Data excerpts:
____________

use std::pin::Pin;
use std::time::Duration;

use color_eyre::Result;
use crossterm::event::{Event, EventStream, KeyCode};
use ratatui::{DefaultTerminal, Frame};
use tokio::sync::mpsc;
use tokio::time::Sleep;
use tokio_stream::StreamExt;
use tracing::{debug, info};

use crate::components::help::HelpComponent;
use crate::components::inputs::{InputId, InputsComponent};
use crate::components::palette_pane::PaletteComponent;
use crate::components::surface::SurfaceComponent;
use crate::components::ui::UiComponent;
use crate::config::keybindings::{KeyAction, KeyBindings};
use crate::config::options::Options;
use crate::config::theme::{EVERFOREST_DARK, ThemeStyles, build_theme_styles};
use crate::core::palette::Palette;
use crate::core::sequencer::{Sequencer, Tick};
use crate::core::validate::validate;
use crate::layout::AppLayout;
use crate::overlay::notification::Notification;
use crate::state::{RunStatus, State};
use crate::update::{self, UpdateCheck};

#[derive(Debug, Clone, Copy, PartialEq, Eq)]
pub enum AppMode {
    Main,
    Help,
}

#[derive(Debug, Clone, Copy, PartialEq, Eq)]
pub enum Focus {
    Palette,
    Input(InputId),
}

impl Focus {
    fn next(self) -> Self {
        match self {
            Focus::Palette => Focus::Input(InputId::DisplayTime),
            Focus::Input(InputId::DisplayTime) => Focus::Input(InputId::DelayTime),
            Focus::Input(InputId::DelayTime) => Focus::Input(InputId::Repetitions),
            Focus::Input(InputId::Repetitions) => Focus::Palette,
        }
    }

    fn prev(self) -> Self {
        match self {
            Focus::Palette => Focus::Input(InputId::Repetitions),
            Focus::Input(InputId::DisplayTime) => Focus::Palette,
            Focus::Input(InputId::DelayTime) => Focus::Input(InputId::DisplayTime),
            Focus::Input(InputId::Repetitions) => Focus::Input(InputId::DelayTime),
        }
    }
}

pub struct App {
    should_quit: bool,
    mode: AppMode,
    focus: Focus,
    app_state: State,
    palette: Palette,
    sequencer: Sequencer,
    /// The single armed transition. Dropped and re-armed on every tick, so a
    /// superseded run can never fire into the new one.
    deadline: Option<Pin<Box<Sleep>>>,
    ui_component: UiComponent,
    palette_component: PaletteComponent,
    inputs_component: InputsComponent,
    surface_component: SurfaceComponent,
    help_component: HelpComponent,
    keybindings: KeyBindings,
    styles: ThemeStyles,
    options: Options,
}

impl App {
    pub fn new(options: Options) -> Self {
        let inputs_component = InputsComponent::new(&options);

        Self {
            should_quit: false,
            mode: AppMode::Main,
            focus: Focus::Palette,
            app_state: State::new(),
            palette: Palette::default(),
            sequencer: Sequencer::new(),
            deadline: None,
            ui_component: UiComponent,
            palette_component: PaletteComponent::default(),
            inputs_component,
            surface_component: SurfaceComponent,
            help_component: HelpComponent,
            keybindings: KeyBindings,
            styles: build_theme_styles(EVERFOREST_DARK),
            options,
        }
    }

    fn start_run(&mut self) {
        let selected = self.palette.selected();
        let result = validate(
            &selected,
            self.inputs_component.value(InputId::DisplayTime),
            self.inputs_component.value(InputId::DelayTime),
            self.inputs_component.value(InputId::Repetitions),
        );

        match result {
            Ok(config) => {
                self.app_state.notification = None;
                // discard any pending transition before arming a new one
                self.deadline = None;
                let tick = self.sequencer.start(config);
                self.apply_tick(tick);
            }
            Err(error) => {
                debug!(%error, "rejected start attempt");
                self.app_state.notification = Some(Notification::error(error.to_string()));
            }
        }
    }

    fn on_deadline(&mut self) {
        self.deadline = None;
        let tick = self.sequencer.advance();
        self.apply_tick(tick);
    }

    fn apply_tick(&mut self, tick: Tick) {
        self.app_state.surface = tick.fill;
        self.deadline = tick.next.map(|delay| Box::pin(tokio::time::sleep(delay)));

        if self.sequencer.is_running() {
            self.app_state.run_status = RunStatus::Running {
                completed: self.sequencer.completed(),
                total: self.sequencer.total(),
            };
        } else if let RunStatus::Running { total, .. } = self.app_state.run_status {
            self.app_state.run_status = RunStatus::Finished { total };
            self.app_state.notification =
                Some(Notification::info(format!("Run finished: {total} flashes")));
        }
    }

    fn on_update_check(&mut self, result: Option<UpdateCheck>) {
        if let Some(UpdateCheck::UpdateAvailable(version)) = result {
            info!(%version, "newer release available");
            self.app_state.notification = Some(Notification::info(format!(
                "flashbox v{version} is available"
            )));
        }
    }

    fn execute_action(&mut self, action: KeyAction) {
        match action {
            KeyAction::Quit => self.should_quit = true,
            KeyAction::ToggleHelp => {
                self.mode = match self.mode {
                    AppMode::Help => AppMode::Main,
                    AppMode::Main => AppMode::Help,
                };
            }
            KeyAction::CloseWidget => self.mode = AppMode::Main,
            KeyAction::Start => self.start_run(),
            KeyAction::FocusNext => self.focus = self.focus.next(),
            KeyAction::FocusPrev => self.focus = self.focus.prev(),
            KeyAction::MoveUp => {
                if self.focus == Focus::Palette {
                    self.palette_component.move_up();
                }
            }
            KeyAction::MoveDown => {
                if self.focus == Focus::Palette {
                    self.palette_component.move_down(self.palette.len());
                }
            }
            KeyAction::ToggleColor => {
                if self.focus == Focus::Palette {
                    self.palette.toggle(self.palette_component.cursor());
                }
            }
            KeyAction::InputChar(c) => {
                if let Focus::Input(id) = self.focus {
                    self.inputs_component.add_char(id, c);
                }
            }
            KeyAction::InputBackspace => {
                if let Focus::Input(id) = self.focus {
                    self.inputs_component.backspace(id);
                }
            }
        }
    }

    fn handle_event(&mut self, event: &Event) {
        if let Some(key) = event.as_key_press_event() {
            // help is modal: any key dismisses it
            if self.mode == AppMode::Help {
                self.mode = AppMode::Main;
                return;
            }

            if let Some(binding) = self.keybindings.lookup_binding(key.code, key.modifiers) {
                self.execute_action(binding.action);
                return;
            }

            if let KeyCode::Char(c) = key.code {
                self.execute_action(KeyAction::InputChar(c));
            }
        }
    }

    fn render(&mut self, frame: &mut Frame) {
        let layout = AppLayout::new(frame.area());

        self.ui_component.render(
            frame,
            frame.area(),
            &self.app_state,
            &self.palette,
            &self.styles,
        );

        self.palette_component.render(
            frame,
            layout.palette_area,
            &self.palette,
            self.focus == Focus::Palette,
            &self.styles,
        );

        let input_focus = match self.focus {
            Focus::Input(id) => Some(id),
            Focus::Palette => None,
        };
        self.inputs_component
            .render(frame, layout.inputs_area, input_focus, &self.styles);

        self.surface_component.render(
            frame,
            layout.surface_area,
            self.app_state.surface,
            &self.styles,
        );

        if let Some(notification) = &self.app_state.notification {
            crate::overlay::notification::render_notification(
                frame,
                layout.notification_area,
                notification,
                &self.styles,
            );
        }

        if self.mode == AppMode::Help {
            self.help_component
                .render(frame, frame.area(), &self.keybindings);
        }
    }

    pub async fn run(mut self, mut terminal: DefaultTerminal) -> Result<()> {
        let (update_tx, mut update_rx) = mpsc::channel(1);
        update::spawn_update_check(update_tx);

        let period = Duration::from_secs_f32(1.0 / self.options.fps);
        let mut interval = tokio::time::interval(period);
        let mut events = EventStream::new();

        while !self.should_quit {
            tokio::select! {
                _ = interval.tick() => { terminal.draw(|frame| { self.render(frame) })?; },
                Some(Ok(event)) = events.next() => self.handle_event(&event),
                () = async {
                    match self.deadline.as_mut() {
                        Some(deadline) => deadline.as_mut().await,
                        None => std::future::pending().await,
                    }
                } => self.on_deadline(),
                Some(result) = update_rx.recv() => self.on_update_check(result),
            }
        }
        Ok(())
    }
}

#[cfg(test)]
mod tests {
    use super::*;
    use crate::core::sequencer::SurfaceFill;
    use crate::overlay::notification::NotificationLevel;

    fn test_app() -> App {
        App::new(Options::default())
    }

    fn select_color(app: &mut App, index: usize) {
        app.palette.toggle(index);
    }

    #[test]
    fn test_focus_cycle_wraps() {
        let mut app = test_app();
        for _ in 0..4 {
            app.execute_action(KeyAction::FocusNext);
        }
        assert_eq!(app.focus, Focus::Palette);
        app.execute_action(KeyAction::FocusPrev);
        assert_eq!(app.focus, Focus::Input(InputId::Repetitions));
    }

    #[test]
    fn test_toggle_action_targets_cursor() {
        let mut app = test_app();
        app.execute_action(KeyAction::MoveDown);
        app.execute_action(KeyAction::ToggleColor);
        assert_eq!(app.palette.selected().len(), 1);
        app.execute_action(KeyAction::ToggleColor);
        assert!(app.palette.selected().is_empty());
    }

    #[test]
    fn test_typed_chars_ignored_while_palette_focused() {
        let mut app = test_app();
        app.execute_action(KeyAction::InputChar('9'));
        assert_eq!(app.inputs_component.value(InputId::DisplayTime), "1");
    }

    #[test]
    fn test_start_with_empty_selection_arms_nothing() {
        let mut app = test_app();
        app.start_run();

        let notification = app.app_state.notification.as_ref().unwrap();
        assert_eq!(notification.level, NotificationLevel::Error);
        assert!(app.deadline.is_none());
        assert_eq!(app.app_state.surface, SurfaceFill::Default);
        assert_eq!(app.app_state.run_status, RunStatus::Idle);
    }

    #[tokio::test]
    async fn test_start_arms_one_deadline() {
        let mut app = test_app();
        select_color(&mut app, 0);
        app.start_run();

        assert!(app.deadline.is_some());
        assert!(app.app_state.notification.is_none());
        assert!(matches!(app.app_state.surface, SurfaceFill::Flash(_)));
        assert_eq!(
            app.app_state.run_status,
            RunStatus::Running {
                completed: 1,
                total: 10
            }
        );
    }

    #[tokio::test]
    async fn test_restart_supersedes_previous_run() {
        let mut app = test_app();
        select_color(&mut app, 0);
        app.start_run();
        app.on_deadline();
        assert_eq!(app.sequencer.completed(), 1);

        app.start_run();
        assert_eq!(app.sequencer.completed(), 1);
        assert_eq!(
            app.app_state.run_status,
            RunStatus::Running {
                completed: 1,
                total: 10
            }
        );
    }

    #[tokio::test]
    async fn test_run_walks_to_finished() {
        let mut app = test_app();
        select_color(&mut app, 3);
        // a single repetition: color, pause, done
        for _ in 0..2 {
            app.inputs_component.backspace(InputId::Repetitions);
        }
        app.inputs_component.add_char(InputId::Repetitions, '1');
        app.start_run();

        app.on_deadline();
        assert_eq!(app.app_state.surface, SurfaceFill::White);

        app.on_deadline();
        assert_eq!(app.app_state.surface, SurfaceFill::Default);
        assert!(app.deadline.is_none());
        assert_eq!(app.app_state.run_status, RunStatus::Finished { total: 1 });
        let notification = app.app_state.notification.as_ref().unwrap();
        assert_eq!(notification.level, NotificationLevel::Info);
    }
}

____________

#### [Work item]
Above are the records; copy every line in them that holds the word "DisplayTime".

#### [Exercise response]
            Focus::Palette => Focus::Input(InputId::DisplayTime),
            Focus::Input(InputId::DisplayTime) => Focus::Input(InputId::DelayTime),
            Focus::Input(InputId::DisplayTime) => Focus::Palette,
            Focus::Input(InputId::DelayTime) => Focus::Input(InputId::DisplayTime),
            self.inputs_component.value(InputId::DisplayTime),
        assert_eq!(app.inputs_component.value(InputId::DisplayTime), "1");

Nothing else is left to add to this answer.